US Rep. Andy Barr (R-KY) talking to reporters after a meeting of the Republican House caucus at the US Capitol. Photo: Michael Brochstein/Sipa USA via Reuters Connect

Supporting Israel is part of an “America First” foreign policy agenda, according to US Rep. Andy Barr (R-KY).

During an interview with journalist Michael Tracey at the Republican National Convention (RNC) this week, Barr defended his decision to vote for a foreign aid package earlier this year that included $26 billion in military support to Israel. The congressman argued that a thriving and secure Israel benefits the United States, underlining the necessity of American military and diplomatic support for the Jewish state.

“A strong Israel that is able to defend itself is not just in the interest of our greatest ally and democracy in the Middle East,” Barr said. “It is in the interest of the United States. A strong Israel is a bulwark against terrorism in a very dangerous and difficult part of the world. And they are a forward operating base for our fight against radical Islamic terrorism.”

The lawmaker rejected the notion that the US federal government’s support for Israel comes at the expense of American national interests. 

“Being pro-Israel is ‘America first,’ plain and simple,” Barr declared, making an apparent reference to the “America First” policy agenda of former US President Donald Trump, who on Thursday officially became the Republican Party’s 2024 presidential nominee.

Barr also asserted that both Jews and Christians in Kentucky prioritize support for the Jewish state. The congressman claimed that the Bluegrass State’s Christian population “understand that Israel is the Biblical homeland of the Jewish people.”

“It is extremely meaningful for the people of our country to harken back to our Judeo-Christian heritage, and remember that those who bless Israel are blessed by God,” Barr said. 

Barr lambasted US President Joe Biden for “pushing back” against Israel, arguing he has hampered the Jewish state’s ability to dismantle Hamas, the Palestinian terrorist group that runs Gaza. He argued that Biden has exhibited a more adversarial posture toward Israel, a US ally, than Hamas. 

Here’s my interview on the floor of the GOP Convention with Rep. Andy Barr (R-KY) who declares: “Being pro-Israel is ‘America First.’ Plain and simple.”
pic.twitter.com/S4UA6fXO3Q

— Michael Tracey (@mtracey) July 18, 2024

Biden has come under heavy fire from Republicans as well as pro-Israel Democrats for what they’ve described as him turning against Israel amid the ongoing war in Gaza.

The US president expressed strong support for Israel following Hamas’ brutal invasion of southern Israel on Oct. 7, when Hamas-led Palestinian terrorists murdered 1,200 people and kidnapped about 250 hostages during their onslaught. In recent months, however, Biden has paused some weapons shipments to Israel and accused the US ally of “indiscriminate bombing” — a charge rejected by Israeli officials.

The Biden administration also discouraged Israel from launching a military offensive in the southern Gaza city of Rafah to target some of the last remaining Hamas battalions, arguing such an operation would put too many civilians at risk.

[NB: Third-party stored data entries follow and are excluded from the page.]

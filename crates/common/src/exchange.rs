use async_trait::async_trait;

use crate::Result;

/// Abstraction over one exchange's order-placement API.
///
/// `CryptorgClient` and `BinanceClient` in `crates/exchange` implement this
/// for live trading. Both short-circuit into dry-run simulation when the
/// bound config has `dry_run` set, so call sites behave identically in
/// either mode.
///
/// Order identifiers are opaque strings; callers must not parse them.
/// Preconditions (`symbol` non-empty, `quantity > 0`, limit `price > 0`)
/// are not checked locally — invalid values are forwarded to the exchange,
/// which rejects them.
#[async_trait]
pub trait OrderClient: Send + Sync {
    /// Submit a market buy and return the exchange's order identifier.
    async fn place_market_buy(&self, symbol: &str, quantity: f64) -> Result<String>;

    /// Submit a limit sell at `price` and return the order identifier.
    async fn place_limit_sell(&self, symbol: &str, quantity: f64, price: f64) -> Result<String>;

    /// Cancel a previously placed order by its identifier.
    async fn cancel_order(&self, order_id: &str) -> Result<()>;
}
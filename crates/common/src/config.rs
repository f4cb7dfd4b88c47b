use tracing::info;

use crate::{Error, Result};

const CRYPTORG_ACCESS_ID: &str = "CRYPTORG_ACCESS_ID";
const CRYPTORG_API_KEY: &str = "CRYPTORG_API_KEY";
const CRYPTORG_SECRET: &str = "CRYPTORG_SECRET";
const CRYPTORG_TESTNET: &str = "CRYPTORG_TESTNET";
const BINANCE_API_KEY: &str = "BINANCE_API_KEY";
const BINANCE_SECRET: &str = "BINANCE_SECRET";
const BINANCE_TESTNET: &str = "BINANCE_TESTNET";
const DRY_RUN: &str = "DRY_RUN";

/// Cryptorg credentials and mode flags, loaded once at startup.
/// Read-only after construction.
#[derive(Debug, Clone)]
pub struct CryptorgConfig {
    pub access_id: String,
    pub api_key: String,
    pub secret: String,
    pub testnet: bool,
    pub dry_run: bool,
}

impl CryptorgConfig {
    /// Load from environment variables. Fails with an error naming the
    /// first missing or empty required variable.
    pub fn from_env() -> Result<Self> {
        let cfg = Self {
            access_id: required_env(CRYPTORG_ACCESS_ID)?,
            api_key: required_env(CRYPTORG_API_KEY)?,
            secret: required_env(CRYPTORG_SECRET)?,
            testnet: flag_env(CRYPTORG_TESTNET),
            dry_run: flag_env(DRY_RUN),
        };
        info!(
            access_id = %cfg.access_id,
            testnet = cfg.testnet,
            dry_run = cfg.dry_run,
            "Cryptorg config loaded"
        );
        Ok(cfg)
    }
}

/// Binance credentials and mode flags, loaded once at startup.
/// Read-only after construction.
#[derive(Debug, Clone)]
pub struct BinanceConfig {
    pub api_key: String,
    pub secret: String,
    pub testnet: bool,
    pub dry_run: bool,
}

impl BinanceConfig {
    /// Load from environment variables. Fails with an error naming the
    /// first missing or empty required variable.
    pub fn from_env() -> Result<Self> {
        let cfg = Self {
            api_key: required_env(BINANCE_API_KEY)?,
            secret: required_env(BINANCE_SECRET)?,
            testnet: flag_env(BINANCE_TESTNET),
            dry_run: flag_env(DRY_RUN),
        };
        info!(
            testnet = cfg.testnet,
            dry_run = cfg.dry_run,
            "Binance config loaded"
        );
        Ok(cfg)
    }
}

fn required_env(key: &str) -> Result<String> {
    match std::env::var(key) {
        Ok(v) if !v.is_empty() => Ok(v),
        _ => Err(Error::Config(format!(
            "required environment variable '{key}' is not set"
        ))),
    }
}

/// True iff the variable is exactly `"1"` or `"true"` (case-sensitive).
/// Unset or any other value is false.
fn flag_env(key: &str) -> bool {
    matches!(std::env::var(key).as_deref(), Ok("1") | Ok("true"))
}
//! Order client tests against a stubbed HTTP backend.
//!
//! These cover the transport/status/schema error distinctions and verify
//! that dry-run mode never reaches the network.

use httpmock::prelude::*;

use common::{BinanceConfig, CryptorgConfig, Error, OrderClient};
use exchange::{BinanceClient, CryptorgClient};

fn cryptorg_config(dry_run: bool) -> CryptorgConfig {
    CryptorgConfig {
        access_id: "acc".into(),
        api_key: "key".into(),
        secret: "sec".into(),
        testnet: false,
        dry_run,
    }
}

fn binance_config(dry_run: bool) -> BinanceConfig {
    BinanceConfig {
        api_key: "key".into(),
        secret: "sec".into(),
        testnet: false,
        dry_run,
    }
}

#[tokio::test]
async fn market_buy_returns_order_id_from_backend() {
    let server = MockServer::start();
    let mock = server.mock(|when, then| {
        when.method(POST)
            .path("/orders")
            .header("X-Access-ID", "acc")
            .header("X-API-Key", "key")
            .json_body(serde_json::json!({
                "symbol": "BTCUSDT",
                "side": "BUY",
                "type": "MARKET",
                "quantity": 0.01,
            }));
        then.status(200).body(r#"{"id":"abc123"}"#);
    });

    let client = CryptorgClient::with_base_url(cryptorg_config(false), server.base_url());
    let id = client.place_market_buy("BTCUSDT", 0.01).await.unwrap();

    assert_eq!(id, "abc123");
    mock.assert();
}

#[tokio::test]
async fn limit_sell_sends_price_in_payload() {
    let server = MockServer::start();
    let mock = server.mock(|when, then| {
        when.method(POST)
            .path("/orders")
            .json_body(serde_json::json!({
                "symbol": "ETHUSDT",
                "side": "SELL",
                "type": "LIMIT",
                "quantity": 1.5,
                "price": 2000.0,
            }));
        then.status(200).body(r#"{"id":"sell-1"}"#);
    });

    let client = CryptorgClient::with_base_url(cryptorg_config(false), server.base_url());
    let id = client
        .place_limit_sell("ETHUSDT", 1.5, 2000.0)
        .await
        .unwrap();

    assert_eq!(id, "sell-1");
    mock.assert();
}

#[tokio::test]
async fn success_without_order_id_is_a_schema_error() {
    let server = MockServer::start();
    server.mock(|when, then| {
        when.method(POST).path("/orders");
        then.status(200).body("{}");
    });

    let client = CryptorgClient::with_base_url(cryptorg_config(false), server.base_url());
    let err = client.place_market_buy("BTCUSDT", 0.01).await.unwrap_err();

    assert!(matches!(err, Error::MissingOrderId), "got: {err}");
}

#[tokio::test]
async fn backend_rejection_surfaces_status_and_body() {
    let server = MockServer::start();
    server.mock(|when, then| {
        when.method(POST).path("/orders");
        then.status(400).body(r#"{"error":"insufficient funds"}"#);
    });

    let client = CryptorgClient::with_base_url(cryptorg_config(false), server.base_url());
    let err = client
        .place_limit_sell("BTCUSDT", 0.01, 95_000.0)
        .await
        .unwrap_err();

    assert!(matches!(err, Error::Status { status: 400, .. }), "got: {err}");
    let msg = err.to_string();
    assert!(msg.contains("400"), "message should carry the status: {msg}");
    assert!(
        msg.contains("insufficient funds"),
        "message should carry the raw body: {msg}"
    );
}

#[tokio::test]
async fn cancel_issues_delete_and_discards_body() {
    let server = MockServer::start();
    let mock = server.mock(|when, then| {
        when.method(DELETE)
            .path("/orders/abc123")
            .header("X-Access-ID", "acc")
            .header("X-API-Key", "key");
        then.status(200).body(r#"{"status":"CANCELED"}"#);
    });

    let client = CryptorgClient::with_base_url(cryptorg_config(false), server.base_url());
    client.cancel_order("abc123").await.unwrap();

    mock.assert();
}

#[tokio::test]
async fn cancel_propagates_status_errors() {
    let server = MockServer::start();
    server.mock(|when, then| {
        when.method(DELETE).path("/orders/gone");
        then.status(404).body(r#"{"error":"unknown order"}"#);
    });

    let client = CryptorgClient::with_base_url(cryptorg_config(false), server.base_url());
    let err = client.cancel_order("gone").await.unwrap_err();

    assert!(matches!(err, Error::Status { status: 404, .. }), "got: {err}");
}

#[tokio::test]
async fn dry_run_never_touches_the_backend() {
    let server = MockServer::start();
    let place = server.mock(|when, then| {
        when.method(POST).path("/orders");
        then.status(200).body(r#"{"id":"real-id"}"#);
    });
    let cancel = server.mock(|when, then| {
        when.method(DELETE).path("/orders/dry-order-id");
        then.status(200).body("{}");
    });

    let client = CryptorgClient::with_base_url(cryptorg_config(true), server.base_url());

    let buy = client.place_market_buy("BTCUSDT", 0.01).await.unwrap();
    let sell = client
        .place_limit_sell("BTCUSDT", 0.01, 95_000.0)
        .await
        .unwrap();
    client.cancel_order("dry-order-id").await.unwrap();

    assert_eq!(buy, "dry-order-id");
    assert_eq!(sell, "dry-order-id");
    place.assert_hits(0);
    cancel.assert_hits(0);
}

#[tokio::test]
async fn unreachable_backend_is_a_transport_error() {
    // Discard port; nothing listens there, so the connection is refused.
    let client =
        CryptorgClient::with_base_url(cryptorg_config(false), "http://127.0.0.1:9");
    let err = client.place_market_buy("BTCUSDT", 0.01).await.unwrap_err();

    assert!(matches!(err, Error::Transport(_)), "got: {err}");
}

#[tokio::test]
async fn binance_placement_returns_composite_id() {
    let server = MockServer::start();
    let mock = server.mock(|when, then| {
        when.method(POST)
            .path("/api/v3/order")
            .header("X-MBX-APIKEY", "key")
            .body_contains("symbol=BTCUSDT")
            .body_contains("side=BUY")
            .body_contains("type=MARKET")
            .body_contains("signature=");
        then.status(200).body(
            r#"{"symbol":"BTCUSDT","orderId":42,"clientOrderId":"my-cid",
                "transactTime":1700000000000,"status":"FILLED","fills":[]}"#,
        );
    });

    let client = BinanceClient::with_base_url(binance_config(false), server.base_url());
    let id = client.place_market_buy("BTCUSDT", 0.01).await.unwrap();

    assert_eq!(id, "BTCUSDT/my-cid");
    mock.assert();
}

#[tokio::test]
async fn binance_success_without_client_order_id_is_a_schema_error() {
    let server = MockServer::start();
    server.mock(|when, then| {
        when.method(POST).path("/api/v3/order");
        then.status(200).body("{}");
    });

    let client = BinanceClient::with_base_url(binance_config(false), server.base_url());
    let err = client.place_market_buy("BTCUSDT", 0.01).await.unwrap_err();

    assert!(matches!(err, Error::MissingOrderId), "got: {err}");
}

#[tokio::test]
async fn binance_unparsable_success_body_is_a_serialization_error() {
    let server = MockServer::start();
    server.mock(|when, then| {
        when.method(POST).path("/api/v3/order");
        then.status(200).body("not json");
    });

    let client = BinanceClient::with_base_url(binance_config(false), server.base_url());
    let err = client.place_market_buy("BTCUSDT", 0.01).await.unwrap_err();

    assert!(matches!(err, Error::Serialization(_)), "got: {err}");
}

#[tokio::test]
async fn binance_cancel_splits_composite_id_into_params() {
    let server = MockServer::start();
    let mock = server.mock(|when, then| {
        when.method(DELETE)
            .path("/api/v3/order")
            .query_param("symbol", "BTCUSDT")
            .query_param("origClientOrderId", "my-cid");
        then.status(200).body(r#"{"status":"CANCELED"}"#);
    });

    let client = BinanceClient::with_base_url(binance_config(false), server.base_url());
    client.cancel_order("BTCUSDT/my-cid").await.unwrap();

    mock.assert();
}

Experts told The Algemeiner at the time that Israeli forces needed to operate in Rafah in order to dismantle Hamas’ military capabilities.

More broadly, the relationship between the Democratic Party and Israel has deteriorated in the months following Oct. 7. Several high-profile Democrats, such as Sen. Elizabeth Warren (MA) and Rep. Alexandria Ocasio-Cortez (NY), have floated the theory that Israel’s military operations in Gaza are tantamount to a “genocide.” A group of 30 House Democrats, including former House Speaker Nancy Pelosi (CA), signed a letter earlier this year urging Biden to block arms transfers to Israel if the Jewish state “fails to sufficiently mitigate harm to innocent civilians in Gaza.”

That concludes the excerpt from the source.